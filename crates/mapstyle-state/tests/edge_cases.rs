//! Edge cases: missing targets, raster sources, strict options, hydration.

use mapstyle_state::{
    reduce, Layer, LayerPatch, Reducer, ReduceOptions, Source, StyleDocument, StyleError,
    Transition, Visibility,
};
use serde_json::json;
use std::sync::Arc;

fn empty() -> Arc<StyleDocument> {
    Arc::new(StyleDocument::default())
}

// ============================================================================
// Missing targets
// ============================================================================

#[test]
fn test_features_on_missing_source_fail() {
    let doc = empty();

    let err = reduce(&doc, Transition::add_features("nope", vec![])).unwrap_err();
    assert!(matches!(err, StyleError::SourceNotFound { ref source_name } if source_name == "nope"));
    assert!(err.to_string().contains("nope"));

    let err = reduce(&doc, Transition::remove_features("nope", json!(true))).unwrap_err();
    assert!(matches!(err, StyleError::SourceNotFound { .. }));
}

#[test]
fn test_remove_missing_layer_over_signals_by_default() {
    let doc = empty();
    let next = reduce(&doc, Transition::remove_layer("nope")).unwrap();
    assert_eq!(next.layers_version, 1);
    assert!(next.layers.is_empty());

    let next = reduce(
        &next,
        Transition::update_layer("nope", LayerPatch::new().with_field("type", "fill")),
    )
    .unwrap();
    assert_eq!(next.layers_version, 2);
}

#[test]
fn test_remove_missing_source_still_bumps() {
    let doc = empty();
    let next = reduce(&doc, Transition::remove_source("nope")).unwrap();
    assert_eq!(next.sources_version, 1);
    assert!(Arc::ptr_eq(&next.sources, &doc.sources));
}

// ============================================================================
// Raster sources
// ============================================================================

#[test]
fn test_raster_source_has_no_data_lifecycle() {
    let doc = reduce(
        &empty(),
        Transition::add_source("tiles", Source::raster_tiles(["https://t.example/{z}/{x}/{y}.png"], 512)),
    )
    .unwrap();

    let tiles = doc.get_source("tiles").unwrap();
    assert_eq!(tiles.data, None);
    assert_eq!(tiles.data_version, None);
    assert_eq!(tiles.extra["tileSize"], 512);

    let err = reduce(&doc, Transition::add_features("tiles", vec![json!({"type": "Feature"})]))
        .unwrap_err();
    assert!(matches!(err, StyleError::NoFeatureData { .. }));

    // Untyped data short-circuits before the data write path.
    let same = reduce(&doc, Transition::remove_features("tiles", json!(true))).unwrap();
    assert!(Arc::ptr_eq(&same, &doc));
}

// ============================================================================
// Duplicate layer ids
// ============================================================================

#[test]
fn test_duplicate_ids_act_on_every_match() {
    let doc = [Layer::new("dup").with_paint("fill-color", "#f00"), Layer::new("other"), Layer::new("dup")]
        .into_iter()
        .fold(empty(), |doc, layer| reduce(&doc, Transition::add_layer(layer)).unwrap());

    let hidden = reduce(&doc, Transition::set_layer_visibility("dup", Visibility::Hidden)).unwrap();
    let hidden_count = hidden
        .layers()
        .filter(|l| l.visibility() == Some(Visibility::Hidden))
        .count();
    assert_eq!(hidden_count, 2);
    assert_eq!(hidden.layers_version, doc.layers_version + 1);

    let removed = reduce(&doc, Transition::remove_layer("dup")).unwrap();
    assert_eq!(removed.layer_ids(), vec!["other"]);
}

#[test]
fn test_strict_options() {
    let reducer = Reducer::new().with_options(ReduceOptions::strict());
    let doc = reducer.apply(&empty(), Transition::add_layer(Layer::new("a"))).unwrap();

    let err = reducer
        .apply(&doc, Transition::add_layer(Layer::new("a")))
        .unwrap_err();
    assert!(matches!(err, StyleError::DuplicateLayerId { .. }));

    let same = reducer.apply(&doc, Transition::remove_layer("zzz")).unwrap();
    assert!(Arc::ptr_eq(&same, &doc));

    let same = reducer
        .apply(&doc, Transition::update_layer("zzz", LayerPatch::new().clear_filter()))
        .unwrap();
    assert!(Arc::ptr_eq(&same, &doc));
}

// ============================================================================
// Layer patches
// ============================================================================

#[test]
fn test_update_replaces_listed_fields_only() {
    let doc = reduce(
        &empty(),
        Transition::add_layer(
            Layer::new("roads")
                .with_filter(json!(["==", "class", "primary"]))
                .with_paint("line-color", "#333")
                .with_field("type", "line"),
        ),
    )
    .unwrap();

    let patch: LayerPatch = serde_json::from_value(json!({
        "filter": null,
        "paint": {"line-width": 2}
    }))
    .unwrap();
    let next = reduce(&doc, Transition::update_layer("roads", patch)).unwrap();

    let roads = next.layer("roads").unwrap();
    assert_eq!(roads.filter, None);
    assert_eq!(roads.paint.get("line-color"), None);
    assert_eq!(roads.paint["line-width"], 2);
    assert_eq!(roads.kind(), Some("line"));
}

// ============================================================================
// Hydration
// ============================================================================

#[test]
fn test_receive_context_from_json() {
    let saved = r#"{
        "version": 8,
        "name": "saved",
        "center": [-15, 30],
        "zoom": 2,
        "_sourcesVersion": 7,
        "sources": {
            "pts": {
                "type": "geojson",
                "data": {"type": "FeatureCollection", "features": []},
                "_dataVersion": 12
            }
        },
        "_layersVersion": 3,
        "layers": [{"id": "pts-circles", "type": "circle", "source": "pts"}]
    }"#;

    let context = StyleDocument::from_json(saved).unwrap();
    let doc = reduce(&empty(), Transition::receive_context(context)).unwrap();
    assert_eq!(doc.sources_version, 7);
    assert_eq!(doc.layers_version, 3);

    let doc = reduce(
        &doc,
        Transition::add_features("pts", vec![json!({"type": "Feature", "properties": {}})]),
    )
    .unwrap();
    assert_eq!(doc.get_source("pts").unwrap().data_version, Some(13));
}

#[test]
fn test_transition_from_json_dispatch() {
    let transitions: Vec<Transition> = serde_json::from_value(json!([
        {"type": "add_source", "source_name": "pts", "source_def": {"type": "geojson"}},
        {"type": "add_features", "source_name": "pts", "features": [{"type": "Feature", "properties": {"v": 1}}]},
        {"type": "add_layer", "layer_def": {"id": "pts", "type": "circle", "source": "pts"}},
        {"type": "set_layer_visibility", "layer_id": "pts", "visibility": "none"},
        {"type": "toggle_everything"}
    ]))
    .unwrap();

    let doc = Reducer::new().apply_all(&empty(), transitions).unwrap();
    assert_eq!(doc.sources_version, 1);
    assert_eq!(doc.layers_version, 2);
    assert_eq!(doc.get_source("pts").unwrap().data_version, Some(1));
    assert_eq!(doc.layer("pts").unwrap().visibility(), Some(Visibility::Hidden));
}
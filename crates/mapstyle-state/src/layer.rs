//! Layers: ordered drawing instructions.
//!
//! The store only interprets `id`, `filter`, `paint`, and `layout.visibility`.
//! Everything else a style defines (`type`, `source`, `source-layer`, zoom
//! ranges, ...) lives in the flattened `extra` map and round-trips untouched.

use mapstyle_filter::FilterSpec;
use serde::{Deserialize, Deserializer, Serialize};
use serde_json::{Map, Value};

/// Whether a layer is drawn.
#[derive(Clone, Copy, Debug, PartialEq, Eq, Hash, Serialize, Deserialize)]
pub enum Visibility {
    /// Drawn.
    #[serde(rename = "visible")]
    Visible,
    /// Not drawn. Serialized as `"none"`.
    #[serde(rename = "none")]
    Hidden,
}

/// Layout properties of a layer.
#[derive(Clone, Debug, Default, PartialEq, Serialize, Deserialize)]
pub struct Layout {
    /// Visibility, when set.
    #[serde(default, skip_serializing_if = "Option::is_none")]
    pub visibility: Option<Visibility>,
    /// All other layout properties.
    #[serde(flatten)]
    pub properties: Map<String, Value>,
}

/// A rendering layer.
///
/// Deserializing a partial record fills the layer defaults: no filter and an
/// empty paint map. Caller-provided fields always win.
#[derive(Clone, Debug, Default, PartialEq, Serialize, Deserialize)]
pub struct Layer {
    /// Layer id. Not required to be unique.
    #[serde(default)]
    pub id: String,
    /// Feature filter, `null` when absent.
    #[serde(default)]
    pub filter: Option<FilterSpec>,
    /// Paint properties.
    #[serde(default)]
    pub paint: Map<String, Value>,
    /// Layout properties.
    #[serde(default, skip_serializing_if = "Option::is_none")]
    pub layout: Option<Layout>,
    /// Free-form metadata.
    #[serde(default, skip_serializing_if = "Option::is_none")]
    pub metadata: Option<Map<String, Value>>,
    /// Style-defined fields the store passes through.
    #[serde(flatten)]
    pub extra: Map<String, Value>,
}

impl Layer {
    /// Create a layer with the given id and default fields.
    pub fn new(id: impl Into<String>) -> Self {
        Self {
            id: id.into(),
            ..Self::default()
        }
    }

    /// Set the filter (builder pattern).
    pub fn with_filter(mut self, filter: impl Into<FilterSpec>) -> Self {
        self.filter = Some(filter.into());
        self
    }

    /// Set a paint property (builder pattern).
    pub fn with_paint(mut self, key: impl Into<String>, value: impl Into<Value>) -> Self {
        self.paint.insert(key.into(), value.into());
        self
    }

    /// Set a layout property (builder pattern).
    pub fn with_layout(mut self, key: impl Into<String>, value: impl Into<Value>) -> Self {
        self.layout
            .get_or_insert_with(Layout::default)
            .properties
            .insert(key.into(), value.into());
        self
    }

    /// Set a pass-through field such as `type` or `source` (builder pattern).
    pub fn with_field(mut self, key: impl Into<String>, value: impl Into<Value>) -> Self {
        self.extra.insert(key.into(), value.into());
        self
    }

    /// The style layer type (`fill`, `line`, `raster`, ...), if set.
    pub fn kind(&self) -> Option<&str> {
        self.extra.get("type").and_then(Value::as_str)
    }

    /// The source this layer draws from, if set.
    pub fn source(&self) -> Option<&str> {
        self.extra.get("source").and_then(Value::as_str)
    }

    /// The layer's visibility, if one was set.
    pub fn visibility(&self) -> Option<Visibility> {
        self.layout.as_ref().and_then(|layout| layout.visibility)
    }

    /// Return a copy of this layer with `patch` shallow-merged over it.
    ///
    /// Fields present in the patch replace the layer's; pass-through keys are
    /// merged one by one.
    pub fn patched(&self, patch: &LayerPatch) -> Self {
        let mut next = self.clone();
        if let Some(id) = &patch.id {
            next.id = id.clone();
        }
        if let Some(filter) = &patch.filter {
            next.filter = filter.clone();
        }
        if let Some(paint) = &patch.paint {
            next.paint = paint.clone();
        }
        if let Some(layout) = &patch.layout {
            next.layout = Some(layout.clone());
        }
        if let Some(metadata) = &patch.metadata {
            next.metadata = Some(metadata.clone());
        }
        for (key, value) in &patch.extra {
            next.extra.insert(key.clone(), value.clone());
        }
        next
    }

    /// Return a copy of this layer with `layout.visibility` replaced.
    pub(crate) fn with_visibility(&self, visibility: Visibility) -> Self {
        let mut next = self.clone();
        next.layout.get_or_insert_with(Layout::default).visibility = Some(visibility);
        next
    }
}

/// Typed partial update for a layer.
///
/// Only listed fields are merge targets. `filter` distinguishes "leave alone"
/// (`None`) from "clear" (`Some(None)`, serialized as `null`).
#[derive(Clone, Debug, Default, PartialEq, Serialize, Deserialize)]
#[serde(default)]
pub struct LayerPatch {
    /// New id.
    #[serde(skip_serializing_if = "Option::is_none")]
    pub id: Option<String>,
    /// New filter, or `Some(None)` to clear it.
    #[serde(
        deserialize_with = "present_or_null",
        skip_serializing_if = "Option::is_none"
    )]
    pub filter: Option<Option<FilterSpec>>,
    /// Replacement paint map.
    #[serde(skip_serializing_if = "Option::is_none")]
    pub paint: Option<Map<String, Value>>,
    /// Replacement layout.
    #[serde(skip_serializing_if = "Option::is_none")]
    pub layout: Option<Layout>,
    /// Replacement metadata.
    #[serde(skip_serializing_if = "Option::is_none")]
    pub metadata: Option<Map<String, Value>>,
    /// Pass-through keys merged individually.
    #[serde(flatten)]
    pub extra: Map<String, Value>,
}

impl LayerPatch {
    /// Create an empty patch.
    #[inline]
    pub fn new() -> Self {
        Self::default()
    }

    /// Replace the id.
    pub fn with_id(mut self, id: impl Into<String>) -> Self {
        self.id = Some(id.into());
        self
    }

    /// Replace the filter.
    pub fn with_filter(mut self, filter: impl Into<FilterSpec>) -> Self {
        self.filter = Some(Some(filter.into()));
        self
    }

    /// Clear the filter.
    pub fn clear_filter(mut self) -> Self {
        self.filter = Some(None);
        self
    }

    /// Replace the whole paint map.
    pub fn with_paint(mut self, paint: Map<String, Value>) -> Self {
        self.paint = Some(paint);
        self
    }

    /// Replace the whole layout.
    pub fn with_layout(mut self, layout: Layout) -> Self {
        self.layout = Some(layout);
        self
    }

    /// Replace the metadata.
    pub fn with_metadata(mut self, metadata: Map<String, Value>) -> Self {
        self.metadata = Some(metadata);
        self
    }

    /// Set a pass-through field.
    pub fn with_field(mut self, key: impl Into<String>, value: impl Into<Value>) -> Self {
        self.extra.insert(key.into(), value.into());
        self
    }

    /// Check if the patch changes nothing.
    pub fn is_empty(&self) -> bool {
        self.id.is_none()
            && self.filter.is_none()
            && self.paint.is_none()
            && self.layout.is_none()
            && self.metadata.is_none()
            && self.extra.is_empty()
    }
}

/// A present key becomes `Some(..)`, even when its value is `null`.
fn present_or_null<'de, D, T>(deserializer: D) -> Result<Option<Option<T>>, D::Error>
where
    D: Deserializer<'de>,
    T: Deserialize<'de>,
{
    Option::<T>::deserialize(deserializer).map(Some)
}
//! Pure document mutations.
//!
//! Every function takes the current document by `&Arc` and returns the next
//! one. A mutation that changes nothing returns `Arc::clone(doc)`, so callers
//! can detect no-ops with `Arc::ptr_eq`. New allocations are limited to the
//! changed path: the root, the changed collection, and the changed entry.

mod features;
mod layers;
mod sources;
mod view;

pub use features::{add_features, remove_features};
pub use layers::{add_layer, remove_layer, update_layer};
pub use sources::{add_source, remove_source};
pub use view::{set_glyphs, set_sprite, set_view, set_visibility};

pub(crate) use sources::change_data;

use crate::document::{Layers, Sources};
use crate::{Layer, Source, StyleDocument};
use std::collections::BTreeMap;
use std::sync::Arc;

/// Replace the whole document with `context`, counters included.
pub fn set_context(context: StyleDocument) -> Arc<StyleDocument> {
    Arc::new(context)
}

/// New root sharing everything but `layers`; bumps `layers_version` by `bump`.
fn with_layers(doc: &StyleDocument, layers: Layers, bump: u64) -> Arc<StyleDocument> {
    Arc::new(StyleDocument {
        layers_version: doc.layers_version.saturating_add(bump),
        layers,
        ..doc.clone()
    })
}

/// New root sharing everything but `sources`; bumps `sources_version` by `bump`.
fn with_sources(doc: &StyleDocument, sources: Sources, bump: u64) -> Arc<StyleDocument> {
    Arc::new(StyleDocument {
        sources_version: doc.sources_version.saturating_add(bump),
        sources,
        ..doc.clone()
    })
}

/// Map matching layers through `f`, keeping every other layer's `Arc`.
///
/// Returns `None` when no layer has `layer_id`.
fn map_matching_layers(
    layers: &[Arc<Layer>],
    layer_id: &str,
    f: impl Fn(&Layer) -> Layer,
) -> Option<Vec<Arc<Layer>>> {
    if !layers.iter().any(|l| l.id == layer_id) {
        return None;
    }
    Some(
        layers
            .iter()
            .map(|layer| {
                if layer.id == layer_id {
                    Arc::new(f(layer))
                } else {
                    Arc::clone(layer)
                }
            })
            .collect(),
    )
}

/// Copy of `sources` with `name` set to `source`.
fn insert_source(
    sources: &BTreeMap<String, Arc<Source>>,
    name: String,
    source: Source,
) -> Sources {
    let mut next = sources.clone();
    next.insert(name, Arc::new(source));
    Arc::new(next)
}
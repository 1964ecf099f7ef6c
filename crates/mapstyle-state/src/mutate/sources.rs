//! Source mutations and the single feature-data write path.

use super::{insert_source, with_sources};
use crate::{Source, StyleDocument, StyleError, StyleResult};
use serde_json::{Map, Value};
use std::sync::Arc;

/// Insert (or overwrite) the source `name` and bump `sources_version`.
///
/// Non-raster sources start with `data: {}` and `data_version: 0` unless the
/// definition sets them.
pub fn add_source(
    doc: &Arc<StyleDocument>,
    name: impl Into<String>,
    source_def: Source,
) -> Arc<StyleDocument> {
    let source = if source_def.is_raster() {
        source_def
    } else {
        Source {
            data: source_def
                .data
                .or_else(|| Some(Value::Object(Map::new()))),
            data_version: source_def.data_version.or(Some(0)),
            ..source_def
        }
    };
    with_sources(doc, insert_source(&doc.sources, name.into(), source), 1)
}

/// Delete the source `name` and bump `sources_version`, whether or not it
/// existed.
pub fn remove_source(doc: &Arc<StyleDocument>, name: &str) -> Arc<StyleDocument> {
    let sources = if doc.sources.contains_key(name) {
        let mut next = (*doc.sources).clone();
        next.remove(name);
        Arc::new(next)
    } else {
        Arc::clone(&doc.sources)
    };
    with_sources(doc, sources, 1)
}

/// Shallow-merge `partial` into the data of source `name` and bump its
/// `data_version` by one.
///
/// This is the only place `data_version` changes. `sources_version` is left
/// alone: a data edit is not an add/remove of a source.
pub(crate) fn change_data(
    doc: &Arc<StyleDocument>,
    name: &str,
    partial: Map<String, Value>,
) -> StyleResult<Arc<StyleDocument>> {
    let source = doc.require_source(name)?;
    let data_version = source
        .data_version
        .ok_or_else(|| StyleError::no_feature_data(name))?;

    let data = match &source.data {
        Some(Value::Object(existing)) => {
            let mut merged: Map<String, Value> = existing
                .iter()
                .filter(|(key, _)| !partial.contains_key(*key))
                .map(|(key, value)| (key.clone(), value.clone()))
                .collect();
            merged.extend(partial);
            merged
        }
        _ => partial,
    };

    let next = Source {
        data: Some(Value::Object(data)),
        data_version: Some(data_version.saturating_add(1)),
        ..Source::clone(source)
    };
    Ok(with_sources(
        doc,
        insert_source(&doc.sources, name.to_string(), next),
        0,
    ))
}
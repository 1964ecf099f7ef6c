//! Store errors.

use mapstyle_state::StyleError;
use thiserror::Error;

/// Result type alias for store operations.
pub type StoreResult<T> = Result<T, StoreError>;

/// Errors that can occur while dispatching into the store.
///
/// A failed dispatch never publishes: the current document stays as it was.
#[derive(Debug, Error)]
pub enum StoreError {
    #[error("transition rejected: {0}")]
    Transition(#[from] StyleError),

    #[error("batch transition {index} rejected: {source}")]
    Batch { index: usize, source: StyleError },
}

impl StoreError {
    /// The underlying transition error.
    pub fn style_error(&self) -> &StyleError {
        match self {
            StoreError::Transition(error) => error,
            StoreError::Batch { source, .. } => source,
        }
    }
}
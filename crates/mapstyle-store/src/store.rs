//! StyleStore holds the current document and publishes each revision.
//!
//! The store is the single writer: every transition goes through the
//! reducer under one write lock, and readers receive immutable revisions they
//! may keep as long as they like.

use crate::{StoreError, StoreResult};
use mapstyle_state::{
    ChangeSet, FeatureMatcher, Reducer, StyleDocument, StyleFilterMatcher, Transition,
};
use std::sync::Arc;
use tokio::sync::{watch, RwLock};

/// The outcome of a successful dispatch.
#[derive(Debug, Clone)]
pub struct Revision {
    /// The document after the transition(s).
    pub document: Arc<StyleDocument>,
    /// What differs from the previous document.
    pub changes: ChangeSet,
}

impl Revision {
    /// Check if the dispatch changed anything.
    pub fn is_unchanged(&self) -> bool {
        self.changes.is_empty()
    }
}

/// Single-writer holder for one style document.
///
/// # Example
///
/// ```ignore
/// use mapstyle_state::{Source, StyleDocument, Transition};
/// use mapstyle_store::StyleStore;
///
/// let store = StyleStore::new(StyleDocument::default());
/// let mut updates = store.subscribe();
///
/// let revision = store
///     .dispatch(Transition::add_source("pts", Source::new("geojson")))
///     .await?;
/// assert!(revision.changes.sources);
///
/// updates.changed().await?;
/// assert_eq!(updates.borrow().sources_version, 1);
/// ```
pub struct StyleStore<M = StyleFilterMatcher> {
    reducer: Arc<Reducer<M>>,
    current: Arc<RwLock<Arc<StyleDocument>>>,
    updates: Arc<watch::Sender<Arc<StyleDocument>>>,
}

impl StyleStore {
    /// Create a store with the default reducer.
    pub fn new(initial: StyleDocument) -> Self {
        Self::with_reducer(initial, Reducer::new())
    }
}

impl<M: FeatureMatcher> StyleStore<M> {
    /// Create a store with a configured reducer.
    pub fn with_reducer(initial: StyleDocument, reducer: Reducer<M>) -> Self {
        let initial = Arc::new(initial);
        let (updates, _) = watch::channel(Arc::clone(&initial));
        Self {
            reducer: Arc::new(reducer),
            current: Arc::new(RwLock::new(initial)),
            updates: Arc::new(updates),
        }
    }

    /// Get the current document.
    pub async fn snapshot(&self) -> Arc<StyleDocument> {
        Arc::clone(&*self.current.read().await)
    }

    /// Subscribe to published revisions.
    ///
    /// The receiver starts at the current document. No-op dispatches are not
    /// published.
    pub fn subscribe(&self) -> watch::Receiver<Arc<StyleDocument>> {
        self.updates.subscribe()
    }

    /// The reducer this store dispatches through.
    pub fn reducer(&self) -> &Reducer<M> {
        &self.reducer
    }

    /// Apply one transition.
    pub async fn dispatch(&self, transition: Transition) -> StoreResult<Revision> {
        let kind = transition.kind();
        let mut current = self.current.write().await;

        let next = match self.reducer.apply(&current, transition) {
            Ok(next) => next,
            Err(error) => {
                tracing::warn!(kind, %error, "transition rejected");
                return Err(StoreError::Transition(error));
            }
        };

        let revision = self.commit(&mut current, next);
        tracing::debug!(
            kind,
            layers_version = revision.document.layers_version,
            sources_version = revision.document.sources_version,
            changed = !revision.is_unchanged(),
            "transition applied"
        );
        Ok(revision)
    }

    /// Apply transitions in order as one unit.
    ///
    /// Either every transition applies and a single revision is published, or
    /// the first failure is returned and the store is left untouched.
    pub async fn dispatch_batch(
        &self,
        transitions: impl IntoIterator<Item = Transition>,
    ) -> StoreResult<Revision> {
        let mut current = self.current.write().await;

        let mut next = Arc::clone(&*current);
        let mut count = 0usize;
        for (index, transition) in transitions.into_iter().enumerate() {
            let kind = transition.kind();
            next = self.reducer.apply(&next, transition).map_err(|source| {
                tracing::warn!(index, kind, error = %source, "batch transition rejected");
                StoreError::Batch { index, source }
            })?;
            count += 1;
        }

        let revision = self.commit(&mut current, next);
        tracing::debug!(
            count,
            layers_version = revision.document.layers_version,
            sources_version = revision.document.sources_version,
            changed = !revision.is_unchanged(),
            "batch applied"
        );
        Ok(revision)
    }

    /// Install `next` as the current document and publish it if it is new.
    fn commit(&self, current: &mut Arc<StyleDocument>, next: Arc<StyleDocument>) -> Revision {
        let changes = ChangeSet::between(current, &next);
        if !Arc::ptr_eq(current, &next) {
            *current = Arc::clone(&next);
            self.updates.send_replace(Arc::clone(&next));
        }
        Revision {
            document: next,
            changes,
        }
    }
}

impl<M> Clone for StyleStore<M> {
    fn clone(&self) -> Self {
        Self {
            reducer: Arc::clone(&self.reducer),
            current: Arc::clone(&self.current),
            updates: Arc::clone(&self.updates),
        }
    }
}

· · · · ·

**TASK DETAILS**: Filter the listing above so that only lines holding the word "Object" remain, and report those lines.

**RESPONSE TO THE TASK**:
                .or_else(|| Some(Value::Object(Map::new()))),
        Some(Value::Object(existing)) => {
        data: Some(Value::Object(data)),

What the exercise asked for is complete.